• _ASSIGNED TASK_
Reproduce each line of the material exactly as it reads.

• _GIVEN DATA_
//! Layer records and their parts: checks, radar points, findings.

use schemars::JsonSchema;
use serde::{Deserialize, Serialize};
use std::fmt;

/// Upper bound of every score in the catalog.
pub const MAX_SCORE: u8 = 100;

/// The four compliance domains, in review order.
#[derive(Debug, Clone, Copy, PartialEq, Eq, Hash, Serialize, Deserialize, JsonSchema)]
#[serde(rename_all = "snake_case")]
pub enum LayerKind {
    Privacy,
    Interoperability,
    Security,
    AbdmIntegration,
}

impl LayerKind {
    /// Short title used on the home screen cards.
    #[must_use]
    pub const fn title(&self) -> &'static str {
        match self {
            Self::Privacy => "Privacy & Policy",
            Self::Interoperability => "Interoperability",
            Self::Security => "Security",
            Self::AbdmIntegration => "ABDM Integration",
        }
    }

    /// What the layer covers.
    #[must_use]
    pub const fn description(&self) -> &'static str {
        match self {
            Self::Privacy => {
                "SPDI, ABDM HDM, consent management, and patient rights compliance"
            }
            Self::Interoperability => "FHIR, ICD/SNOMED/LOINC, and DICOM standard conformance",
            Self::Security => "Access control, encryption, ISO 27001, and audit logging",
            Self::AbdmIntegration => {
                "API schemas, consent artefacts, and ABHA identifier validation"
            }
        }
    }

    /// Single-glyph marker drawn next to the layer name.
    #[must_use]
    pub const fn glyph(&self) -> &'static str {
        match self {
            Self::Privacy => "🔒",
            Self::Interoperability => "🌐",
            Self::Security => "🛡",
            Self::AbdmIntegration => "⚡",
        }
    }

    /// All kinds in canonical review order.
    #[must_use]
    pub const fn all() -> &'static [Self] {
        &[
            Self::Privacy,
            Self::Interoperability,
            Self::Security,
            Self::AbdmIntegration,
        ]
    }
}

impl fmt::Display for LayerKind {
    fn fmt(&self, f: &mut fmt::Formatter<'_>) -> fmt::Result {
        f.write_str(self.title())
    }
}

/// Outcome of a single check.
#[derive(Debug, Clone, Copy, PartialEq, Eq, Hash, Serialize, Deserialize, JsonSchema)]
#[serde(rename_all = "lowercase")]
pub enum CheckStatus {
    Pass,
    Warning,
    Fail,
}

impl CheckStatus {
    #[must_use]
    pub const fn label(&self) -> &'static str {
        match self {
            Self::Pass => "pass",
            Self::Warning => "warning",
            Self::Fail => "fail",
        }
    }

    /// Status icon used in the heat map and text reports.
    #[must_use]
    pub const fn symbol(&self) -> &'static str {
        match self {
            Self::Pass => "✓",
            Self::Warning => "⚠",
            Self::Fail => "✗",
        }
    }
}

impl fmt::Display for CheckStatus {
    fn fmt(&self, f: &mut fmt::Formatter<'_>) -> fmt::Result {
        f.write_str(self.label())
    }
}

/// Severity of a finding or recommendation.
#[derive(
    Debug, Clone, Copy, PartialEq, Eq, PartialOrd, Ord, Hash, Serialize, Deserialize, JsonSchema,
)]
#[serde(rename_all = "lowercase")]
pub enum Severity {
    Low,
    Medium,
    High,
}

impl Severity {
    #[must_use]
    pub const fn label(&self) -> &'static str {
        match self {
            Self::Low => "low",
            Self::Medium => "medium",
            Self::High => "high",
        }
    }
}

impl fmt::Display for Severity {
    fn fmt(&self, f: &mut fmt::Formatter<'_>) -> fmt::Result {
        f.write_str(self.label())
    }
}

/// A named sub-criterion of a layer.
#[derive(Debug, Clone, PartialEq, Eq, Serialize, Deserialize, JsonSchema)]
pub struct Check {
    pub name: String,
    pub status: CheckStatus,
    #[schemars(range(min = 0, max = 100))]
    pub score: u8,
}

impl Check {
    pub fn new(name: impl Into<String>, status: CheckStatus, score: u8) -> Self {
        Self {
            name: name.into(),
            status,
            score,
        }
    }
}

/// One axis of the layer radar chart.
#[derive(Debug, Clone, PartialEq, Eq, Serialize, Deserialize, JsonSchema)]
pub struct RadarPoint {
    pub subject: String,
    #[schemars(range(min = 0, max = 100))]
    pub score: u8,
    #[serde(default = "default_full_mark")]
    pub full_mark: u8,
}

const fn default_full_mark() -> u8 {
    MAX_SCORE
}

impl RadarPoint {
    pub fn new(subject: impl Into<String>, score: u8) -> Self {
        Self {
            subject: subject.into(),
            score,
            full_mark: MAX_SCORE,
        }
    }

    /// Score as a fraction of the full mark, clamped to `0.0..=1.0`.
    #[must_use]
    pub fn ratio(&self) -> f64 {
        if self.full_mark == 0 {
            return 0.0;
        }
        (f64::from(self.score) / f64::from(self.full_mark)).clamp(0.0, 1.0)
    }
}

/// A flagged issue with its suggested remediation.
#[derive(Debug, Clone, PartialEq, Eq, Serialize, Deserialize, JsonSchema)]
pub struct Finding {
    pub severity: Severity,
    pub message: String,
    pub fix: String,
}

impl Finding {
    pub fn new(severity: Severity, message: impl Into<String>, fix: impl Into<String>) -> Self {
        Self {
            severity,
            message: message.into(),
            fix: fix.into(),
        }
    }
}

/// One compliance layer as shown during review.
#[derive(Debug, Clone, PartialEq, Eq, Serialize, Deserialize, JsonSchema)]
pub struct LayerRecord {
    pub name: String,
    pub kind: LayerKind,
    #[schemars(range(min = 0, max = 100))]
    pub score: u8,
    pub checks: Vec<Check>,
    pub radar_points: Vec<RadarPoint>,
    pub findings: Vec<Finding>,
}

impl LayerRecord {
    /// Number of checks with the given status.
    #[must_use]
    pub fn count_status(&self, status: CheckStatus) -> usize {
        self.checks.iter().filter(|c| c.status == status).count()
    }
}

/// A prioritised action item on the final report.
#[derive(Debug, Clone, PartialEq, Eq, Serialize, Deserialize, JsonSchema)]
pub struct Recommendation {
    pub severity: Severity,
    pub message: String,
    /// Display name of the layer the item belongs to.
    pub layer: String,
}

impl Recommendation {
    pub fn new(severity: Severity, message: impl Into<String>, layer: impl Into<String>) -> Self {
        Self {
            severity,
            message: message.into(),
            layer: layer.into(),
        }
    }
}

#[cfg(test)]
mod tests {
    use super::*;

    #[test]
    fn test_count_status() {
        let layer = LayerRecord {
            name: "Test Layer".to_string(),
            kind: LayerKind::Security,
            score: 70,
            checks: vec![
                Check::new("a", CheckStatus::Pass, 90),
                Check::new("b", CheckStatus::Warning, 60),
                Check::new("c", CheckStatus::Fail, 10),
                Check::new("d", CheckStatus::Pass, 80),
            ],
            radar_points: vec![RadarPoint::new("a", 90)],
            findings: vec![],
        };
        assert_eq!(layer.count_status(CheckStatus::Pass), 2);
        assert_eq!(layer.count_status(CheckStatus::Warning), 1);
        assert_eq!(layer.count_status(CheckStatus::Fail), 1);
    }

    #[test]
    fn test_radar_ratio() {
        assert!((RadarPoint::new("x", 50).ratio() - 0.5).abs() < f64::EPSILON);
        let zero = RadarPoint {
            subject: "z".to_string(),
            score: 10,
            full_mark: 0,
        };
        assert_eq!(zero.ratio(), 0.0);
    }

    #[test]
    fn test_severity_ordering() {
        assert!(Severity::High > Severity::Medium);
        assert!(Severity::Medium > Severity::Low);
    }

    #[test]
    fn test_status_serde_lowercase() {
        let json = serde_json::to_string(&CheckStatus::Warning).unwrap();
        assert_eq!(json, "\"warning\"");
        let kind: LayerKind = serde_json::from_str("\"abdm_integration\"").unwrap();
        assert_eq!(kind, LayerKind::AbdmIntegration);
    }
}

• _ANSWER BOX_
//! Layer records and their parts: checks, radar points, findings.

use schemars::JsonSchema;
use serde::{Deserialize, Serialize};
use std::fmt;

/// Upper bound of every score in the catalog.
pub const MAX_SCORE: u8 = 100;

/// The four compliance domains, in review order.
#[derive(Debug, Clone, Copy, PartialEq, Eq, Hash, Serialize, Deserialize, JsonSchema)]
#[serde(rename_all = "snake_case")]
pub enum LayerKind {
    Privacy,
    Interoperability,
    Security,
    AbdmIntegration,
}

impl LayerKind {
    /// Short title used on the home screen cards.
    #[must_use]
    pub const fn title(&self) -> &'static str {
        match self {
            Self::Privacy => "Privacy & Policy",
            Self::Interoperability => "Interoperability",
            Self::Security => "Security",
            Self::AbdmIntegration => "ABDM Integration",
        }
    }

    /// What the layer covers.
    #[must_use]
    pub const fn description(&self) -> &'static str {
        match self {
            Self::Privacy => {
                "SPDI, ABDM HDM, consent management, and patient rights compliance"
            }
            Self::Interoperability => "FHIR, ICD/SNOMED/LOINC, and DICOM standard conformance",
            Self::Security => "Access control, encryption, ISO 27001, and audit logging",
            Self::AbdmIntegration => {
                "API schemas, consent artefacts, and ABHA identifier validation"
            }
        }
    }

    /// Single-glyph marker drawn next to the layer name.
    #[must_use]
    pub const fn glyph(&self) -> &'static str {
        match self {
            Self::Privacy => "🔒",
            Self::Interoperability => "🌐",
            Self::Security => "🛡",
            Self::AbdmIntegration => "⚡",
        }
    }

    /// All kinds in canonical review order.
    #[must_use]
    pub const fn all() -> &'static [Self] {
        &[
            Self::Privacy,
            Self::Interoperability,
            Self::Security,
            Self::AbdmIntegration,
        ]
    }
}

impl fmt::Display for LayerKind {
    fn fmt(&self, f: &mut fmt::Formatter<'_>) -> fmt::Result {
        f.write_str(self.title())
    }
}

/// Outcome of a single check.
#[derive(Debug, Clone, Copy, PartialEq, Eq, Hash, Serialize, Deserialize, JsonSchema)]
#[serde(rename_all = "lowercase")]
pub enum CheckStatus {
    Pass,
    Warning,
    Fail,
}

impl CheckStatus {
    #[must_use]
    pub const fn label(&self) -> &'static str {
        match self {
            Self::Pass => "pass",
            Self::Warning => "warning",
            Self::Fail => "fail",
        }
    }

    /// Status icon used in the heat map and text reports.
    #[must_use]
    pub const fn symbol(&self) -> &'static str {
        match self {
            Self::Pass => "✓",
            Self::Warning => "⚠",
            Self::Fail => "✗",
        }
    }
}

impl fmt::Display for CheckStatus {
    fn fmt(&self, f: &mut fmt::Formatter<'_>) -> fmt::Result {
        f.write_str(self.label())
    }
}

/// Severity of a finding or recommendation.
#[derive(
    Debug, Clone, Copy, PartialEq, Eq, PartialOrd, Ord, Hash, Serialize, Deserialize, JsonSchema,
)]
#[serde(rename_all = "lowercase")]
pub enum Severity {
    Low,
    Medium,
    High,
}

impl Severity {
    #[must_use]
    pub const fn label(&self) -> &'static str {
        match self {
            Self::Low => "low",
            Self::Medium => "medium",
            Self::High => "high",
        }
    }
}

impl fmt::Display for Severity {
    fn fmt(&self, f: &mut fmt::Formatter<'_>) -> fmt::Result {
        f.write_str(self.label())
    }
}

/// A named sub-criterion of a layer.
#[derive(Debug, Clone, PartialEq, Eq, Serialize, Deserialize, JsonSchema)]
pub struct Check {
    pub name: String,
    pub status: CheckStatus,
    #[schemars(range(min = 0, max = 100))]
    pub score: u8,
}

impl Check {
    pub fn new(name: impl Into<String>, status: CheckStatus, score: u8) -> Self {
        Self {
            name: name.into(),
            status,
            score,
        }
    }
}

/// One axis of the layer radar chart.
#[derive(Debug, Clone, PartialEq, Eq, Serialize, Deserialize, JsonSchema)]
pub struct RadarPoint {
    pub subject: String,
    #[schemars(range(min = 0, max = 100))]
    pub score: u8,
    #[serde(default = "default_full_mark")]
    pub full_mark: u8,
}

const fn default_full_mark() -> u8 {
    MAX_SCORE
}

impl RadarPoint {
    pub fn new(subject: impl Into<String>, score: u8) -> Self {
        Self {
            subject: subject.into(),
            score,
            full_mark: MAX_SCORE,
        }
    }

    /// Score as a fraction of the full mark, clamped to `0.0..=1.0`.
    #[must_use]
    pub fn ratio(&self) -> f64 {
        if self.full_mark == 0 {
            return 0.0;
        }
        (f64::from(self.score) / f64::from(self.full_mark)).clamp(0.0, 1.0)
    }
}

/// A flagged issue with its suggested remediation.
#[derive(Debug, Clone, PartialEq, Eq, Serialize, Deserialize, JsonSchema)]
pub struct Finding {
    pub severity: Severity,
    pub message: String,
    pub fix: String,
}

impl Finding {
    pub fn new(severity: Severity, message: impl Into<String>, fix: impl Into<String>) -> Self {
        Self {
            severity,
            message: message.into(),
            fix: fix.into(),
        }
    }
}

/// One compliance layer as shown during review.
#[derive(Debug, Clone, PartialEq, Eq, Serialize, Deserialize, JsonSchema)]
pub struct LayerRecord {
    pub name: String,
    pub kind: LayerKind,
    #[schemars(range(min = 0, max = 100))]
    pub score: u8,
    pub checks: Vec<Check>,
    pub radar_points: Vec<RadarPoint>,
    pub findings: Vec<Finding>,
}

impl LayerRecord {
    /// Number of checks with the given status.
    #[must_use]
    pub fn count_status(&self, status: CheckStatus) -> usize {
        self.checks.iter().filter(|c| c.status == status).count()
    }
}

/// A prioritised action item on the final report.
#[derive(Debug, Clone, PartialEq, Eq, Serialize, Deserialize, JsonSchema)]
pub struct Recommendation {
    pub severity: Severity,
    pub message: String,
    /// Display name of the layer the item belongs to.
    pub layer: String,
}

impl Recommendation {
    pub fn new(severity: Severity, message: impl Into<String>, layer: impl Into<String>) -> Self {
        Self {
            severity,
            message: message.into(),
            layer: layer.into(),
        }
    }
}

#[cfg(test)]
mod tests {
    use super::*;

    #[test]
    fn test_count_status() {
        let layer = LayerRecord {
            name: "Test Layer".to_string(),
            kind: LayerKind::Security,
            score: 70,
            checks: vec![
                Check::new("a", CheckStatus::Pass, 90),
                Check::new("b", CheckStatus::Warning, 60),
                Check::new("c", CheckStatus::Fail, 10),
                Check::new("d", CheckStatus::Pass, 80),
            ],
            radar_points: vec![RadarPoint::new("a", 90)],
            findings: vec![],
        };
        assert_eq!(layer.count_status(CheckStatus::Pass), 2);
        assert_eq!(layer.count_status(CheckStatus::Warning), 1);
        assert_eq!(layer.count_status(CheckStatus::Fail), 1);
    }

    #[test]
    fn test_radar_ratio() {
        assert!((RadarPoint::new("x", 50).ratio() - 0.5).abs() < f64::EPSILON);
        let zero = RadarPoint {
            subject: "z".to_string(),
            score: 10,
            full_mark: 0,
        };
        assert_eq!(zero.ratio(), 0.0);
    }

    #[test]
    fn test_severity_ordering() {
        assert!(Severity::High > Severity::Medium);
        assert!(Severity::Medium > Severity::Low);
    }

    #[test]
    fn test_status_serde_lowercase() {
        let json = serde_json::to_string(&CheckStatus::Warning).unwrap();
        assert_eq!(json, "\"warning\"");
        let kind: LayerKind = serde_json::from_str("\"abdm_integration\"").unwrap();
        assert_eq!(kind, LayerKind::AbdmIntegration);
    }
}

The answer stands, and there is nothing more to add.